DOMINION: The Wardenclyffe Files is a high-stakes techno-political thriller where the most dangerous weapon isn't a missile-it's the switch.
Naomi Kessler used to make a living telling powerful people "no" in a way that didn't get her fired. Now she's running on borrowed sleep, moving between public places, watching cranes freeze mid-skyline, because the world's next "innovation boom" is hiding a control network in plain sight.
Across continents, gleaming "Trump Towers" rise on coastlines and trade corridors-prestige architecture masking Wardenclyffe hardware designed to prioritize power, throttle signal, and decide which neighborhoods go dark first.

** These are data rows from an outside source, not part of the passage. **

//! Merge stage (C8): maximum-magnitude wavelet fusion with an optional
//! two-pass consistency denoise, rolling a batch into a running merge.
//! Grounded on `original_source/src/task_merge.cc`: selection pass picks
//! the per-pixel largest-magnitude coefficient and labels it with the
//! contributing image's index, subband-consistency denoise majority-votes
//! the three detail subbands at every level, and neighbour-consistency
//! denoise flattens depth-label outliers among the four Von Neumann
//! neighbours.

use std::collections::HashMap;
use std::sync::Arc;

use crate::error::{EngineError, Result};
use crate::image::{complex_sq_mag, DepthLabelImage, Image, WaveletImage};
use crate::logger::Logger;
use crate::task::{Artifact, Task, TaskBase};

fn levels_for_size(w: u32, h: u32) -> u32 {
    let mut levels = 0;
    let mut cw = w;
    let mut ch = h;
    while cw % 2 == 0 && ch % 2 == 0 && cw > 1 && ch > 1 && levels < 16 {
        cw /= 2;
        ch /= 2;
        levels += 1;
    }
    levels
}

/// Looks up the contributing image for `label`, falling back to the
/// previous rolling merge if `label` isn't one of the current batch's
/// indices — mirrors `Task_Merge::get_source_img`'s behaviour when the
/// neighbour-average label happens to coincide with an index outside the
/// current batch.
fn source_coeff(
    label: u16,
    batch: &HashMap<u16, Arc<WaveletImage>>,
    prev: Option<&WaveletImage>,
    x: u32,
    y: u32,
) -> Option<[f32; 2]> {
    if let Some(img) = batch.get(&label) {
        Some(*img.at(x, y))
    } else {
        prev.map(|p| *p.at(x, y))
    }
}

fn denoise_subbands(
    merged: &mut WaveletImage,
    labels: &mut DepthLabelImage,
    batch: &HashMap<u16, Arc<WaveletImage>>,
    prev: Option<&WaveletImage>,
) {
    let levels = levels_for_size(merged.width, merged.height);
    for level in 0..levels {
        let w = (merged.width >> level) as usize;
        let h = (merged.height >> level) as usize;
        let (w2, h2) = (w / 2, h / 2);
        if w2 == 0 || h2 == 0 {
            continue;
        }

        for y in 0..h2 as u32 {
            for x in 0..w2 as u32 {
                // Three detail subbands at this level: horizontal (top-right
                // quadrant), diagonal (bottom-right), vertical (bottom-left).
                let (hx, hy) = (w2 as u32 + x, y);
                let (dx, dy) = (w2 as u32 + x, h2 as u32 + y);
                let (vx, vy) = (x, h2 as u32 + y);

                let v1 = *labels.at(hx, hy);
                let v2 = *labels.at(dx, dy);
                let v3 = *labels.at(vx, vy);

                if v1 == v2 && v2 == v3 {
                    continue;
                } else if v2 == v3 {
                    if let Some(c) = source_coeff(v2, batch, prev, hx, hy) {
                        *labels.at_mut(hx, hy) = v2;
                        *merged.at_mut(hx, hy) = c;
                    }
                } else if v1 == v3 {
                    if let Some(c) = source_coeff(v1, batch, prev, dx, dy) {
                        *labels.at_mut(dx, dy) = v1;
                        *merged.at_mut(dx, dy) = c;
                    }
                } else if v1 == v2 {
                    if let Some(c) = source_coeff(v1, batch, prev, vx, vy) {
                        *labels.at_mut(vx, vy) = v1;
                        *merged.at_mut(vx, vy) = c;
                    }
                }
            }
        }
    }
}

fn denoise_neighbours(
    merged: &mut WaveletImage,
    labels: &mut DepthLabelImage,
    batch: &HashMap<u16, Arc<WaveletImage>>,
    prev: Option<&WaveletImage>,
) {
    let w = labels.width;
    let h = labels.height;
    if w < 3 || h < 3 {
        return;
    }
    for y in 1..h - 1 {
        for x in 1..w - 1 {
            let left = *labels.at(x - 1, y);
            let right = *labels.at(x + 1, y);
            let top = *labels.at(x, y - 1);
            let bottom = *labels.at(x, y + 1);
            let center = *labels.at(x, y);

            let all_greater = center > top && center > bottom && center > left && center > right;
            let all_less = center < top && center < bottom && center < left && center < right;
            if all_greater || all_less {
                let avg = ((top as u32 + bottom as u32 + left as u32 + right as u32 + 2) / 4) as u16;
                if let Some(c) = source_coeff(avg, batch, prev, x, y) {
                    *labels.at_mut(x, y) = avg;
                    *merged.at_mut(x, y) = c;
                }
            }
        }
    }
}

pub struct MergeTask {
    base: TaskBase,
    previous: Option<Arc<dyn Task>>,
    batch: Vec<Arc<dyn Task>>,
    consistency: u8,
}

impl MergeTask {
    pub fn new(index: usize, previous: Option<Arc<dyn Task>>, batch: Vec<Arc<dyn Task>>, consistency: u8) -> Arc<Self> {
        let mut deps = batch.clone();
        if let Some(p) = &previous {
            deps.push(p.clone());
        }
        Arc::new(Self {
            base: TaskBase::new(format!("Merge {} images", batch.len()), "merge_result.jpg", index, false)
                .with_depends_on(deps),
            previous,
            batch,
            consistency,
        })
    }
}

impl Task for MergeTask {
    fn base(&self) -> &TaskBase {
        &self.base
    }

    fn execute(&self, _logger: &Logger) -> Result<Artifact> {
        if self.batch.is_empty() {
            return Err(EngineError::ConfigError("Merge requires at least one wavelet image".to_string()));
        }

        let first_artifact = self.batch[0].result();
        let first = first_artifact
            .as_wavelet()
            .ok_or_else(|| EngineError::ConfigError("Merge inputs must be wavelet images".to_string()))?;
        let w = first.width;
        let h = first.height;

        let prev_artifact = self.previous.as_ref().map(|p| p.result());
        let prev_wavelet = prev_artifact.as_ref().and_then(|a| a.as_wavelet());
        let prev_labels = prev_artifact.as_ref().and_then(|a| a.as_depth_label());

        let (mut merged, mut labels, mut max_sq) = if let (Some(pw), Some(pl)) = (prev_wavelet, prev_labels) {
            ((**pw).clone(), (**pl).clone(), vec![-1.0f32; (w * h) as usize])
        } else {
            (
                Image::new_filled(w, h, [0.0f32, 0.0], 0),
                Image::new_filled(w, h, 0u16, 0),
                vec![-1.0f32; (w * h) as usize],
            )
        };

        // With a prior merge, seed max_sq from its own coefficients so the
        // selection pass only overwrites where the batch genuinely wins.
        if prev_wavelet.is_some() {
            for (i, c) in merged.data.iter().enumerate() {
                max_sq[i] = complex_sq_mag(c);
            }
        }

        let mut batch_map: HashMap<u16, Arc<WaveletImage>> = HashMap::with_capacity(self.batch.len());

        for task in &self.batch {
            let artifact = task.result();
            let wavelet = artifact
                .as_wavelet()
                .ok_or_else(|| EngineError::ConfigError("Merge inputs must be wavelet images".to_string()))?
                .clone();
            let idx = task.index() as u16;

            for i in 0..(w * h) as usize {
                let sq = complex_sq_mag(&wavelet.data[i]);
                if sq > max_sq[i] {
                    max_sq[i] = sq;
                    merged.data[i] = wavelet.data[i];
                    labels.data[i] = idx;
                }
            }

            batch_map.insert(idx, wavelet);
        }

        if self.consistency >= 1 {
            denoise_subbands(&mut merged, &mut labels, &batch_map, prev_wavelet.map(|a| a.as_ref()));
        }
        if self.consistency >= 2 {
            denoise_neighbours(&mut merged, &mut labels, &batch_map, prev_wavelet.map(|a| a.as_ref()));
        }

        let mut valid_area = self.batch[0].valid_area();
        for task in self.batch.iter().skip(1) {
            valid_area = valid_area.intersect(&task.valid_area());
        }
        if let Some(p) = &self.previous {
            valid_area = valid_area.intersect(&p.valid_area());
        }
        merged.limit_valid_area(valid_area);
        labels.limit_valid_area(valid_area);
        self.limit_valid_area(valid_area);

        Ok(Artifact::Merge(Arc::new(merged), Arc::new(labels)))
    }
}

#[cfg(test)]
mod tests {
    use super::*;
    use crate::geometry::Rect;

    struct FakeWavelet {
        base: TaskBase,
        value: WaveletImage,
    }

    impl Task for FakeWavelet {
        fn base(&self) -> &TaskBase {
            &self.base
        }
        fn execute(&self, _logger: &Logger) -> Result<Artifact> {
            Ok(Artifact::Wavelet(Arc::new(self.value.clone())))
        }
    }

    fn wavelet_task(index: usize, w: u32, h: u32, fill: impl Fn(u32, u32) -> [f32; 2]) -> Arc<dyn Task> {
        let mut data = Vec::with_capacity((w * h) as usize);
        for y in 0..h {
            for x in 0..w {
                data.push(fill(x, y));
            }
        }
        let img = Image { width: w, height: h, data, valid_area: Rect::from_size(w, h), orig_size: (w, h), index };
        let t = Arc::new(FakeWavelet { base: TaskBase::new("w", "w.jpg", index, false), value: img });
        t.run(&Logger::new()).unwrap();
        t as Arc<dyn Task>
    }

    #[test]
    fn selection_pass_picks_larger_magnitude_coefficient_per_half() {
        let w = 8u32;
        let h = 8u32;
        let a = wavelet_task(0, w, h, |x, _| if x < 4 { [5.0, 0.0] } else { [0.0, 0.0] });
        let b = wavelet_task(1, w, h, |x, _| if x < 4 { [0.0, 0.0] } else { [5.0, 0.0] });

        let merge = MergeTask::new(0, None, vec![a, b], 0);
        merge.run(&Logger::new()).unwrap();
        let artifact = merge.result();
        let merged = artifact.as_wavelet().unwrap();
        let labels = artifact.as_depth_label().unwrap();

        assert_eq!(*merged.at(0, 0), [5.0, 0.0]);
        assert_eq!(*merged.at(7, 0), [5.0, 0.0]);
        assert_eq!(*labels.at(0, 0), 0);
        assert_eq!(*labels.at(7, 0), 1);
    }

    #[test]
    fn rolling_merge_consumes_previous_result() {
        let w = 4u32;
        let h = 4u32;
        let first_batch = wavelet_task(0, w, h, |_, _| [3.0, 0.0]);
        let first_merge = MergeTask::new(0, None, vec![first_batch], 0);
        first_merge.run(&Logger::new()).unwrap();

        let second_batch = wavelet_task(1, w, h, |_, _| [1.0, 0.0]);
        let second_merge = MergeTask::new(1, Some(first_merge.clone() as Arc<dyn Task>), vec![second_batch], 0);
        second_merge.run(&Logger::new()).unwrap();

        let artifact = second_merge.result();
        let merged = artifact.as_wavelet().unwrap();
        // previous merge's larger-magnitude coefficient should survive.
        assert_eq!(*merged.at(0, 0), [3.0, 0.0]);
    }
}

When a global "stability exercise" is quietly scheduled to align with elections, trade talks, and unrest forecasts, Naomi and investigative reporter Mara race to stop the web from becoming normal. They don't have explosives. They have paperwork, proof, and timing-treaty triggers, insurer freezes, port quarantines, and the one phrase the machine can't bury: discretionary activation.
The machine pushes back the only way it knows how: calibrated fear, staged "incidents," and a swarm that repeats the same line in every accent -oversight is endangering national stability. Naomi sees the trap clearly: break legitimacy too hard and people will suffer outages now. Do nothing and dominion becomes routine forever.
DOMINION ends with a hard-earned delay, not a fairytale win. The web doesn't die. It reroutes. Offshore. Quiet. Patient. Waiting for the next moment the world is tired enough to sign.